ASSIGNED TASK: Look through the lines below for the word "failures", and copy every line that has it.

ENTRIES SUPPLIED:
━━━
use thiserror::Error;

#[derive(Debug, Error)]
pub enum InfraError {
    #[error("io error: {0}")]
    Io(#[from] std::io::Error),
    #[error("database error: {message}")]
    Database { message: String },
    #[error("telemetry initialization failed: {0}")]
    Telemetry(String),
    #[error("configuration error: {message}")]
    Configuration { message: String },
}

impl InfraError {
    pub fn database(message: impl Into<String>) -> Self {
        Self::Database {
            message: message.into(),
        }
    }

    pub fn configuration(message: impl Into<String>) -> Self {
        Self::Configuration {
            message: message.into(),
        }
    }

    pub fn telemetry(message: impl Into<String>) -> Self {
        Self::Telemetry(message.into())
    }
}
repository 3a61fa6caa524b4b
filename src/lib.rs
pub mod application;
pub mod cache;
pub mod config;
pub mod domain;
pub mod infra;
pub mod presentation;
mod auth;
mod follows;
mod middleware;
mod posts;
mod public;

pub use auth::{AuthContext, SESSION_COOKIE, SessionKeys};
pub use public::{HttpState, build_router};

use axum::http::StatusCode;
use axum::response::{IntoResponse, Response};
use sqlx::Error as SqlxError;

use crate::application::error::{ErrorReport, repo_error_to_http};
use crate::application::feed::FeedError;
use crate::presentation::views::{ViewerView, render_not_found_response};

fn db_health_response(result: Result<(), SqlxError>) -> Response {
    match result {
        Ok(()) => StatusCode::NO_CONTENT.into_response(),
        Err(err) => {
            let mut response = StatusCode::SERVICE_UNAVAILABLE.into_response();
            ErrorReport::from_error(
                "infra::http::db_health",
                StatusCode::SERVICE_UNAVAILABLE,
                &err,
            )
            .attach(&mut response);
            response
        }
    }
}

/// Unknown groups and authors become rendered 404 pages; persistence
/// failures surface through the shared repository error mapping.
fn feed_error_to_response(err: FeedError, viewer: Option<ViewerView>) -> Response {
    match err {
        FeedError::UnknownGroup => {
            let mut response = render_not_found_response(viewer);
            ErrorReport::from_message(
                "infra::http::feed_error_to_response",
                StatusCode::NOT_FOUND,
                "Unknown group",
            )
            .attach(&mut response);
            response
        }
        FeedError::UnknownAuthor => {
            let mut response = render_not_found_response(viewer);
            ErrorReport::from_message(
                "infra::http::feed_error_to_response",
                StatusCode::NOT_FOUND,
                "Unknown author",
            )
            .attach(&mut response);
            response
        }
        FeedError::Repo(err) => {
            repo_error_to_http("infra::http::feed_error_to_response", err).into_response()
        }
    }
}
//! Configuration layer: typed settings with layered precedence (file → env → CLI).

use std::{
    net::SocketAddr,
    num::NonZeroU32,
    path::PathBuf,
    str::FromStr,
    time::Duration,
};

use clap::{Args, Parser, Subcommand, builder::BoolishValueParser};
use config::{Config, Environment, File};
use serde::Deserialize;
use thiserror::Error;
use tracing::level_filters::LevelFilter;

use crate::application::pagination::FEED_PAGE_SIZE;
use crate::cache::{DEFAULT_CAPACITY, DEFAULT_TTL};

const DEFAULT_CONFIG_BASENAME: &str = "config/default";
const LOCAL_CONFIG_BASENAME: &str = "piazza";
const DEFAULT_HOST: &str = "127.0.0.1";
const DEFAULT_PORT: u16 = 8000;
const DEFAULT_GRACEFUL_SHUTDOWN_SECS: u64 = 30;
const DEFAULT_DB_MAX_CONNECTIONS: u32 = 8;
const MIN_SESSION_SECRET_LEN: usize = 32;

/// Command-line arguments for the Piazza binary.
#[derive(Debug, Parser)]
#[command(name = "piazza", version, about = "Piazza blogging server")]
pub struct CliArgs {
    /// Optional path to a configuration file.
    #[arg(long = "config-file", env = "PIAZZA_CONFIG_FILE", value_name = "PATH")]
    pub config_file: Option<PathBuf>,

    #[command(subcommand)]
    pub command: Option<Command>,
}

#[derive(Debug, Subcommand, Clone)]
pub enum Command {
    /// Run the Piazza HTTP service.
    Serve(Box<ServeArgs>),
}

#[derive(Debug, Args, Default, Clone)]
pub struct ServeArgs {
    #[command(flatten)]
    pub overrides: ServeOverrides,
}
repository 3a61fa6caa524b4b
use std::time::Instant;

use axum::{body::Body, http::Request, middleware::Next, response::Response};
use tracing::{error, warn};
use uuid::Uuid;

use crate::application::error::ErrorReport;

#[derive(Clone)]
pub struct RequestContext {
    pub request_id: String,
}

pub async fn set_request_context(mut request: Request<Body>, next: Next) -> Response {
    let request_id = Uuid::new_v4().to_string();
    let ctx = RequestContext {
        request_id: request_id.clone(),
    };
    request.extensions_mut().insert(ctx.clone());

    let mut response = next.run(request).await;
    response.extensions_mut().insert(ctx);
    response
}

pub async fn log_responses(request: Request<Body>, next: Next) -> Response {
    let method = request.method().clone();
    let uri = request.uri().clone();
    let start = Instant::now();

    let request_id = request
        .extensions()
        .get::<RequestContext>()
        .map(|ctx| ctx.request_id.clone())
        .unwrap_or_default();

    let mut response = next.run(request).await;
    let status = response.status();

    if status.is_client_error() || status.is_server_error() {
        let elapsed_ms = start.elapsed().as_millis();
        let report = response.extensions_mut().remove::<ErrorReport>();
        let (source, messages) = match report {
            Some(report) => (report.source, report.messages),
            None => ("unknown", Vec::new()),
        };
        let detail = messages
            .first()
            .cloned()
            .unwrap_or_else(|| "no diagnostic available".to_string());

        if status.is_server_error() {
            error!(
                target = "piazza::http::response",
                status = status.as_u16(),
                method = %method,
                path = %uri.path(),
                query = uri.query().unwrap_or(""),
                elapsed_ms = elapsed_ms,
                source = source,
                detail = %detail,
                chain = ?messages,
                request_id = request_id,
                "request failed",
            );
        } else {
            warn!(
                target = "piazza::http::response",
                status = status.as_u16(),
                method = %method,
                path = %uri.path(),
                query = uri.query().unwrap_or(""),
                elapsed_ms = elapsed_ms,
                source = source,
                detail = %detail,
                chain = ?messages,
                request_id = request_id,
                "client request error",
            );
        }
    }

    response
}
━━━
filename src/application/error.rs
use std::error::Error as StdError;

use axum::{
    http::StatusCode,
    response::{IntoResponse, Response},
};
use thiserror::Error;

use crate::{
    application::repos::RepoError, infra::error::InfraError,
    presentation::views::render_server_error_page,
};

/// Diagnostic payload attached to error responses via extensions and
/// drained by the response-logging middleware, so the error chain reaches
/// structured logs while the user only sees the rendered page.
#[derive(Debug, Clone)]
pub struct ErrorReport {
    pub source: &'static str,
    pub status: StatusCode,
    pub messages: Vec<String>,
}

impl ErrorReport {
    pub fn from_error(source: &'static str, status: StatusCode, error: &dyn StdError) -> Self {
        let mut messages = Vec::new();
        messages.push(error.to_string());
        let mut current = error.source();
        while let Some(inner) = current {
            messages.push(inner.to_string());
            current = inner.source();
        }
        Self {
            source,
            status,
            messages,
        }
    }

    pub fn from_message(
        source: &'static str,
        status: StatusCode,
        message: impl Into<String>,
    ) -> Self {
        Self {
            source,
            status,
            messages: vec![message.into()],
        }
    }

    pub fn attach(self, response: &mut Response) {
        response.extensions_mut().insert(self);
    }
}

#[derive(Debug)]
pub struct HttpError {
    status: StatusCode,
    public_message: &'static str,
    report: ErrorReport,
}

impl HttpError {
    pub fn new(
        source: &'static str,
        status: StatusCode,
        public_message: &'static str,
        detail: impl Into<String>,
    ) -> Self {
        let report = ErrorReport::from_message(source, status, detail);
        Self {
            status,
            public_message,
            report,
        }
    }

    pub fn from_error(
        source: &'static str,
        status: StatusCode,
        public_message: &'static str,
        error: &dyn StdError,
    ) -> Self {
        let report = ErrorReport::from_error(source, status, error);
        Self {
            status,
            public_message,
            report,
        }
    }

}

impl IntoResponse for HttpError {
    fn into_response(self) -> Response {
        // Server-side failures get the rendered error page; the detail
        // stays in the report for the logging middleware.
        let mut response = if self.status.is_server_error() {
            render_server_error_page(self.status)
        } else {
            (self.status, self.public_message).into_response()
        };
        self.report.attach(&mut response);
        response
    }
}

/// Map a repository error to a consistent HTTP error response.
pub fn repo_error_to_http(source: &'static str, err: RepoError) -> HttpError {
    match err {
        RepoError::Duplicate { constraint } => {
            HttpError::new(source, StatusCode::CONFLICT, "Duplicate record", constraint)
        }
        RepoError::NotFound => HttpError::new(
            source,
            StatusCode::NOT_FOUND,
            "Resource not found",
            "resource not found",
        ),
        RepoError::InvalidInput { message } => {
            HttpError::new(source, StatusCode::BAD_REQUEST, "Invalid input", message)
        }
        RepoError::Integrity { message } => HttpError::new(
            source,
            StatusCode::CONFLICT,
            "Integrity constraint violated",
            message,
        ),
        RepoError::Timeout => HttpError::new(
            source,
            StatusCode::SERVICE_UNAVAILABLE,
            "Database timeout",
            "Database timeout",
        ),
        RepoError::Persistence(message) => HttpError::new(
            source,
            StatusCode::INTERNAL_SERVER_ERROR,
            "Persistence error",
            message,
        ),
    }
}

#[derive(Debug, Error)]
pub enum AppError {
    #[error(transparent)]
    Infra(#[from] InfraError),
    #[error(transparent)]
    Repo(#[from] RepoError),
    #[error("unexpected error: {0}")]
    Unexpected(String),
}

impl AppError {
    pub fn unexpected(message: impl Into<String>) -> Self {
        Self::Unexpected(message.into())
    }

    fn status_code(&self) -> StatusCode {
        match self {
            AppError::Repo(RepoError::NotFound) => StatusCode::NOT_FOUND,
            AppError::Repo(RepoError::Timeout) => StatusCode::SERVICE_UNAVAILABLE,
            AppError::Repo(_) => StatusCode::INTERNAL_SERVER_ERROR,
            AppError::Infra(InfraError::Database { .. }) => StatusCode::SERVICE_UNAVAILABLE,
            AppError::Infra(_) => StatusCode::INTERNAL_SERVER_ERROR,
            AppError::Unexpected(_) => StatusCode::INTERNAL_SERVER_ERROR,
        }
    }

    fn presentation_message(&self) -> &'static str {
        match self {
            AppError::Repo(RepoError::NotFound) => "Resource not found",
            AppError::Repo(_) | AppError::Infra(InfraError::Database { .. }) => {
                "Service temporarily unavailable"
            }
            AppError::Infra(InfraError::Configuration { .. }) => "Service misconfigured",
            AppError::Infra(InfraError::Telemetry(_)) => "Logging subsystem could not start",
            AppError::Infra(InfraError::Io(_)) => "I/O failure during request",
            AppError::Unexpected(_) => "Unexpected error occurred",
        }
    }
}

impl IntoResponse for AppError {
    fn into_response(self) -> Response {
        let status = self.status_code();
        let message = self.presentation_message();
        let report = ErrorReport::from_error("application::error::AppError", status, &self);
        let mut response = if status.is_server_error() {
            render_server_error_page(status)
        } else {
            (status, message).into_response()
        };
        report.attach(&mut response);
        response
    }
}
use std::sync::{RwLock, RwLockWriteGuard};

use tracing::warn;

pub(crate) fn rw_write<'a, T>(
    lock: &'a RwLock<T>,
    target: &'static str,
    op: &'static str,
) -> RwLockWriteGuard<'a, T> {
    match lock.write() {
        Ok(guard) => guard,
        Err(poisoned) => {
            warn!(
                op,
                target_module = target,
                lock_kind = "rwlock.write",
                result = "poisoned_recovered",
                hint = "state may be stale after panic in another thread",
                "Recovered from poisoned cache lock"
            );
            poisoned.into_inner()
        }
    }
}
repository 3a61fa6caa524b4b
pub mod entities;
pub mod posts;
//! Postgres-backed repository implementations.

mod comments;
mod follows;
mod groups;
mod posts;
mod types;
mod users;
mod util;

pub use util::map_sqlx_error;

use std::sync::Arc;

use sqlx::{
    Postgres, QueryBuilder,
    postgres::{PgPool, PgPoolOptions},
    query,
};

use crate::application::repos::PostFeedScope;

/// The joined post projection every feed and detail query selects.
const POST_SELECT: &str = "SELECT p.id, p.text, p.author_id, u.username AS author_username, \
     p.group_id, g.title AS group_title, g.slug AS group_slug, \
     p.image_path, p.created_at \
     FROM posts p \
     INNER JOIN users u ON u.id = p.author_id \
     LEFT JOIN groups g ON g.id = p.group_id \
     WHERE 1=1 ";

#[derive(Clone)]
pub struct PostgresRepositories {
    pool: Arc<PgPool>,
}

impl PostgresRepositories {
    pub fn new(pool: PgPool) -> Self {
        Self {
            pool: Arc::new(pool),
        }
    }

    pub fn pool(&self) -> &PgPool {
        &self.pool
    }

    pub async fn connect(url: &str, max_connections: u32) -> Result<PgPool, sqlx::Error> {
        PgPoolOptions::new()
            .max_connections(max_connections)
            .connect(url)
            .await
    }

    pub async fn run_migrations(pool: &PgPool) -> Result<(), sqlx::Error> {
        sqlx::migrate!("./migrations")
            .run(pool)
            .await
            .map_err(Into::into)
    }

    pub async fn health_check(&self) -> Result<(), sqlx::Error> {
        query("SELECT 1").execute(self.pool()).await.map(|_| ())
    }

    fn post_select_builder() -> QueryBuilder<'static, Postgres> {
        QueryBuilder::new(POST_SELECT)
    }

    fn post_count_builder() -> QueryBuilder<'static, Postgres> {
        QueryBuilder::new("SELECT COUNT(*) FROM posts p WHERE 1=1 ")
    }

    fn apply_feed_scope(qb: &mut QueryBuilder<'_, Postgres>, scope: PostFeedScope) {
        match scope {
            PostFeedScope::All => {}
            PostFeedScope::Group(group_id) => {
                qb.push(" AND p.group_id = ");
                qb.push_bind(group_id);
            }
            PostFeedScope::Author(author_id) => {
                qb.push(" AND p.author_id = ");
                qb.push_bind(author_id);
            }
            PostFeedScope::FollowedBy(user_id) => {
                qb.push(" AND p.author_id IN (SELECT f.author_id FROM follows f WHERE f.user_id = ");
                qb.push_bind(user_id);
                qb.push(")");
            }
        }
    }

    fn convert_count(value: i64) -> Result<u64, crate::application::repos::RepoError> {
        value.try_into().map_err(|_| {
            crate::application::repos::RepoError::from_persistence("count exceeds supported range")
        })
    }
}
━━━
RESPONSE BOX:
/// failures surface through the shared repository error mapping.
        // Server-side failures get the rendered error page; the detail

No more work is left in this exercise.